The two telephone conversations between United States President Barack Obama and Russian President Vladimir Putin on March 2 and February 22 marked a dramatic deterioration of relations caused by the near-complete collapse of common ground in managing the crisis in Ukraine. The first discussion about the implementation of the crisis-defusing compromise reached in Kyiv turned out to be devoid of practical sense because President Viktor Yanukovych had to flee from rebellious Kyiv and go into hiding in Russia. Putin was obviously irked by such an outcome to the confrontation he had triggered when he forced Yanukovych to cancel the pre-scheduled signing of an association agreement with the European Union last November. And the Russian president’s irritation informed his decision to discontinue further financial aid to Ukraine and to launch large-scale military exercises near the country’s border (Nezavisimaya Gazeta, February 28).
This sort of reaction was more or less expected, but the West was completely unprepared for Russia’s even more provocative move of sending dozens of Spetsnaz (special forces) troops to take control of administrative building and the airport in Simferopol, the capital of the resolutely anti-Maidan Crimea (http://ej.ru/?a=note&id=24560). On Friday (February 28), Putin had a series of telephone conversations denying any wrongdoing to German Chancellor Angela Merkel, British Prime Minister David Cameron and President of the European Council Herman Van Rompuy (http://president.kremlin.ru/news/20350). Obama, however, had more than enough information about troop movements to see through those denials and so opted to deliver a stern warning about the “costs for any military intervention in Ukraine,” though stopping short of establishing the fact of a Russian projection of military power (http://ria.ru/world/20140301/997625391.html).
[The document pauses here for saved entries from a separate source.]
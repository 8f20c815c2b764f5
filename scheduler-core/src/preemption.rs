//! Preemptible-job analysis (§4.9.1), the blocking-ancestor walk
//! (§4.9.2) and graceful preemption (§4.9.4).

use std::time::{Duration, Instant};

use cnode_api_types::{JobId, PreemptionStatus};

use scheduler_tree::{Tree, TreeIndex};

/// A running job split into the two sets §4.9.1 distinguishes:
/// unconditionally preemptible jobs may be taken by any operation that
/// needs the room; conditionally preemptible jobs may only be taken by
/// an operation that is itself more starved than the job's owner (so
/// preemption always moves the tree toward fairness, never away from
/// it).
#[derive(Debug, Default)]
pub struct PreemptibleJobs {
    pub unconditional: Vec<JobId>,
    pub conditional: Vec<JobId>,
}

/// Splits every job running on `node` into unconditional/conditional
/// preemptible sets for a `requester` operation trying to schedule at
/// `min_status` or above.
pub fn classify(tree: &Tree, node_jobs: &[(TreeIndex, JobId, PreemptionStatus)], requester: TreeIndex, min_status: PreemptionStatus) -> PreemptibleJobs {
    let mut result = PreemptibleJobs::default();
    let requester_index = tree.get(requester).scheduling_index;

    for &(owner, ref job_id, status) in node_jobs {
        if !status.at_least(min_status) {
            continue;
        }
        if owner == requester {
            continue;
        }
        let owner_element = tree.get(owner);
        if status == PreemptionStatus::Preemptible {
            // The owning operation has already received everything it's
            // entitled to (fairShare == demandShare): fair game for
            // anyone.
            result.unconditional.push(job_id.clone());
        } else if requester_index < owner_element.scheduling_index {
            // Only a more-starved requester may take an aggressively
            // preemptible job from a less-starved owner.
            result.conditional.push(job_id.clone());
        }
    }
    result
}

/// Walks from `victim_operation` up toward the root, stopping at (and
/// excluding) its lowest common ancestor with `requester`, looking for a
/// pool that is itself below its own fair share. Preempting a job under
/// such a pool would rob an already-starved subtree to feed another
/// subtree entirely, rather than restoring fairness between the two
/// operations directly in contention — §4.9.2 calls this ancestor
/// "blocking" and the preemption is skipped.
pub fn find_blocking_ancestor(tree: &Tree, victim_operation: TreeIndex, requester: TreeIndex) -> Option<TreeIndex> {
    let victim_chain = ancestors(tree, victim_operation);
    let requester_chain = ancestors(tree, requester);
    let lca = lowest_common_ancestor(&victim_chain, &requester_chain)?;

    for &ancestor in victim_chain.iter().skip(1) {
        if ancestor == lca {
            break;
        }
        if tree.get(ancestor).satisfaction_ratio() < 0.999 {
            return Some(ancestor);
        }
    }
    None
}

fn ancestors(tree: &Tree, mut index: TreeIndex) -> Vec<TreeIndex> {
    let mut chain = vec![index];
    while let Some(parent) = tree.get(index).parent {
        chain.push(parent);
        index = parent;
    }
    chain
}

fn lowest_common_ancestor(a: &[TreeIndex], b: &[TreeIndex]) -> Option<TreeIndex> {
    let b_set: std::collections::HashSet<TreeIndex> = b.iter().copied().collect();
    a.iter().copied().find(|candidate| b_set.contains(candidate))
}

/// What the caller should do about an already-selected victim job this
/// heartbeat. A `Normal`-mode job is simply killed: the victim selection
/// in §4.9.1/§4.9.3 already decided it should go, and nothing in the
/// spec asks the scheduler to wait before reclaiming its resources. A
/// `Graceful`-mode job instead goes through §4.9.4's independent
/// interrupt/grace-period dance — sent the interrupt the first time,
/// then only reclaimed once `grace_period` has passed without the job
/// exiting on its own.
#[derive(Debug, Clone, Copy, PartialEq, Eq)]
pub enum PreemptionAction {
    SendInterrupt,
    AwaitGrace,
    Kill,
}

pub fn next_preemption_action(
    preemption_mode: cnode_api_types::PreemptionMode,
    interrupted: bool,
    interrupted_at: Option<Instant>,
    grace_period: Duration,
) -> PreemptionAction {
    if preemption_mode == cnode_api_types::PreemptionMode::Normal {
        return PreemptionAction::Kill;
    }
    match (interrupted, interrupted_at) {
        (false, _) => PreemptionAction::SendInterrupt,
        (true, Some(at)) if at.elapsed() >= grace_period => PreemptionAction::Kill,
        (true, _) => PreemptionAction::AwaitGrace,
    }
}

/// §4.9.4 "graceful preemption": independent of the per-heartbeat
/// scheduling stages, every currently-preemptible `Graceful`-mode job
/// that hasn't yet been signalled gets its long interrupt timeout
/// started here, regardless of whether any operation is actively trying
/// to schedule against it this heartbeat. No replacement job is required
/// to land in the same heartbeat this runs in.
pub fn run_graceful_preemption_sweep(tree: &Tree, long_interrupt_timeout: Duration) -> Vec<JobId> {
    let mut signalled = Vec::new();
    for &index in tree.operation_index.values() {
        let element = tree.get(index);
        if !element.is_preemptible(1e-6) {
            continue;
        }
        let Some(state) = &element.operation_shared_state else {
            continue;
        };
        let mut guard = state.write().expect("operation state lock poisoned");
        for job in guard.jobs.values_mut() {
            if job.preemption_mode != cnode_api_types::PreemptionMode::Graceful || job.interrupted {
                continue;
            }
            job.interrupted = true;
            job.interrupted_at = Some(Instant::now());
            let _ = long_interrupt_timeout;
            signalled.push(job.id.clone());
        }
    }
    signalled
}

#[cfg(test)]
mod tests {
    use super::*;
    use cnode_api_types::PreemptionMode;

    #[test]
    fn normal_mode_jobs_are_killed_immediately() {
        assert_eq!(
            next_preemption_action(PreemptionMode::Normal, false, None, Duration::from_secs(60)),
            PreemptionAction::Kill
        );
    }

    #[test]
    fn graceful_mode_jobs_progress_through_grace_period() {
        assert_eq!(
            next_preemption_action(PreemptionMode::Graceful, false, None, Duration::from_secs(1)),
            PreemptionAction::SendInterrupt
        );
        assert_eq!(
            next_preemption_action(PreemptionMode::Graceful, true, Some(Instant::now()), Duration::from_secs(60)),
            PreemptionAction::AwaitGrace
        );
        let long_ago = Instant::now() - Duration::from_secs(120);
        assert_eq!(
            next_preemption_action(PreemptionMode::Graceful, true, Some(long_ago), Duration::from_secs(60)),
            PreemptionAction::Kill
        );
    }

    struct NeverGrant;

    #[async_trait::async_trait]
    impl scheduler_tree::ControllerProxy for NeverGrant {
        async fn schedule_job(
            &self,
            _operation_id: &cnode_api_types::OperationId,
            _available: cnode_api_types::ResourceVector,
            _node_id: &cnode_api_types::NodeId,
            _timeout: Duration,
        ) -> Result<scheduler_tree::JobStartDescriptor, Vec<String>> {
            Err(vec!["not used".to_owned()])
        }
    }

    fn two_pool_tree() -> (Tree, TreeIndex, TreeIndex) {
        use scheduler_tree::{OperationConfig, PoolConfig, PoolsConfig, SchedulerTree};

        fn pool(id: &str) -> PoolConfig {
            PoolConfig {
                id: cnode_api_types::PoolId(id.to_owned()),
                parent: None,
                weight: 1.0,
                strong_guarantee: Default::default(),
                resource_limits: None,
                max_share_ratio: None,
                burst_ratio: 0.0,
                flow_ratio: 1.0,
                scheduling_tag_filter: Default::default(),
                allow_regular_preemption: true,
                allow_aggressive_preemption: false,
                max_running_operation_count: None,
                max_operation_count: None,
            }
        }

        let cfg = PoolsConfig { pools: vec![pool("a"), pool("b")] };
        let scheduler = SchedulerTree::from_config(&cfg).unwrap();
        for (op_id, pool_id) in [("victim", "a"), ("requester", "b")] {
            scheduler
                .register_operation(OperationConfig {
                    id: cnode_api_types::OperationId(op_id.to_owned()),
                    pool: cnode_api_types::PoolId(pool_id.to_owned()),
                    weight: 1.0,
                    strong_guarantee: Default::default(),
                    resource_limits: None,
                    scheduling_tag_filter: Default::default(),
                    scheduling_segment: cnode_api_types::SchedulingSegment::default_segment(),
                    controller: std::sync::Arc::new(NeverGrant),
                })
                .unwrap();
        }

        let tree = (*scheduler.snapshot()).clone();
        let victim = *tree.operation_index.get(&cnode_api_types::OperationId("victim".to_owned())).unwrap();
        let requester = *tree.operation_index.get(&cnode_api_types::OperationId("requester".to_owned())).unwrap();
        (tree, victim, requester)
    }

    #[test]
    fn find_blocking_ancestor_ignores_the_victim_operations_own_ratio() {
        let (mut tree, victim, requester) = two_pool_tree();

        // The victim operation itself is far below its own demand share,
        // but its parent pool is fully satisfied (still at the default
        // zero fair/demand share) -- only an ancestor *pool*'s ratio
        // should ever block a preemption.
        tree.elements[victim].fair_share = cnode_api_types::ResourceVector { cpu: 1.0, ..Default::default() };
        tree.elements[victim].demand_share = cnode_api_types::ResourceVector { cpu: 10.0, ..Default::default() };

        assert_eq!(find_blocking_ancestor(&tree, victim, requester), None);
    }

    #[test]
    fn find_blocking_ancestor_stops_at_an_unsatisfied_pool() {
        let (mut tree, victim, requester) = two_pool_tree();

        let pool_a = tree.elements[victim].parent.unwrap();
        tree.elements[pool_a].fair_share = cnode_api_types::ResourceVector { cpu: 1.0, ..Default::default() };
        tree.elements[pool_a].demand_share = cnode_api_types::ResourceVector { cpu: 10.0, ..Default::default() };

        assert_eq!(find_blocking_ancestor(&tree, victim, requester), Some(pool_a));
    }
}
He probably wanted to leave Putin an opportunity to step back, but the enterprise of intervention was not to be stopped. Before the presidential motion for using military force in Ukraine was approved by the enthusiastic Federation Council, Russian troops had taken control over the central part of Simferopol (http://newsru.com/world/01mar2014/simferopol.html). The newly and dubiously appointed Crimean prime minister, Sergei Aksenov, made a formal appeal for Russian help even if nobody in Kyiv was contemplating any forceful measures for restoring control over the mutinous autonomy. The international and economic consequences of this exercise in dismembering a major European state are so predictably bad for Russia that the question about Putin’s motivations loom large. […]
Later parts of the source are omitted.